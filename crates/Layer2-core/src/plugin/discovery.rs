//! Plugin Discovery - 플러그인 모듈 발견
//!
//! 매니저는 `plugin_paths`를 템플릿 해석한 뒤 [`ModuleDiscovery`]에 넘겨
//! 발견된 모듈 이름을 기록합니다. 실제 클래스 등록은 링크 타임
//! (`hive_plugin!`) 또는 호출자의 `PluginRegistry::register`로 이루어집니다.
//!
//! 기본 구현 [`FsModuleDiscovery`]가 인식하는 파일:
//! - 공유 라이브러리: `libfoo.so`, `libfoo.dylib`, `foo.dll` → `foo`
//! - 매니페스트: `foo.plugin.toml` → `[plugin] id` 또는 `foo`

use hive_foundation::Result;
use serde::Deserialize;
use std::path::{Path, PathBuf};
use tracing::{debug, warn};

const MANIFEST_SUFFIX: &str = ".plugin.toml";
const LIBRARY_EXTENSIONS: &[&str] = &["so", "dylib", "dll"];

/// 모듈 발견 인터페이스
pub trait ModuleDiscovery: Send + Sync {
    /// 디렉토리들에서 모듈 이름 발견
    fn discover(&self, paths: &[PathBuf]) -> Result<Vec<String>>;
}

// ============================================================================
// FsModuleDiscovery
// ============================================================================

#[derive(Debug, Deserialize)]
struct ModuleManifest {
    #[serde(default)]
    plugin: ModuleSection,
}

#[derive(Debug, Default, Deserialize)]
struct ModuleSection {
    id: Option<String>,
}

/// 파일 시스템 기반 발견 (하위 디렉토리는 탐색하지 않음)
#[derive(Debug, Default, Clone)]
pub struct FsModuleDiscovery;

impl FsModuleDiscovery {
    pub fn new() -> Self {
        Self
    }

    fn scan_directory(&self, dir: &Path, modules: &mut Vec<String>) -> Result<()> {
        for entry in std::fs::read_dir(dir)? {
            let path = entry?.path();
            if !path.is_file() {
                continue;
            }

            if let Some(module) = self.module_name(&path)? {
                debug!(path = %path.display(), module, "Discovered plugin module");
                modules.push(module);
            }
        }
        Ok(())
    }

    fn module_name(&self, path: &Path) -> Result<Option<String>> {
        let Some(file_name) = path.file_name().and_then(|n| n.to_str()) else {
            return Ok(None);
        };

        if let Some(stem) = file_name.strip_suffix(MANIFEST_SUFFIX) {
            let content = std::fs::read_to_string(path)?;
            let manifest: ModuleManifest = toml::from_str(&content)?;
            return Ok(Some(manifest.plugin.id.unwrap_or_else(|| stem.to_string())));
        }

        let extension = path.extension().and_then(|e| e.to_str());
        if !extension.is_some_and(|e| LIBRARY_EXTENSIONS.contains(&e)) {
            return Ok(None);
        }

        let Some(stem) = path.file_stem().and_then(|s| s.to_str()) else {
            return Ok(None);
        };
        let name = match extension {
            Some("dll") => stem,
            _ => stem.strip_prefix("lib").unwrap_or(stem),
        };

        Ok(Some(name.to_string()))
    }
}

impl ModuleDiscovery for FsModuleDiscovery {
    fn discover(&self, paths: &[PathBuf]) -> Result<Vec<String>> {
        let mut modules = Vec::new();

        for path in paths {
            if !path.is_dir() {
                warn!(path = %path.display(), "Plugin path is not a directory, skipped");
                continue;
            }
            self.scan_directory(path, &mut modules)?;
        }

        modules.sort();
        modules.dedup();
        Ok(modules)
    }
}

= Task details =
In the listing above, transcribe exactly everything from the line containing "#[derive(Debug, Default, Deserialize)]" down to the line containing "let content = std::fs::read_to_string(path)?;", including both and nothing more.

= Reply to the exercise =
#[derive(Debug, Default, Deserialize)]
struct ModuleSection {
    id: Option<String>,
}

/// 파일 시스템 기반 발견 (하위 디렉토리는 탐색하지 않음)
#[derive(Debug, Default, Clone)]
pub struct FsModuleDiscovery;

impl FsModuleDiscovery {
    pub fn new() -> Self {
        Self
    }

    fn scan_directory(&self, dir: &Path, modules: &mut Vec<String>) -> Result<()> {
        for entry in std::fs::read_dir(dir)? {
            let path = entry?.path();
            if !path.is_file() {
                continue;
            }

            if let Some(module) = self.module_name(&path)? {
                debug!(path = %path.display(), module, "Discovered plugin module");
                modules.push(module);
            }
        }
        Ok(())
    }

    fn module_name(&self, path: &Path) -> Result<Option<String>> {
        let Some(file_name) = path.file_name().and_then(|n| n.to_str()) else {
            return Ok(None);
        };

        if let Some(stem) = file_name.strip_suffix(MANIFEST_SUFFIX) {
            let content = std::fs::read_to_string(path)?;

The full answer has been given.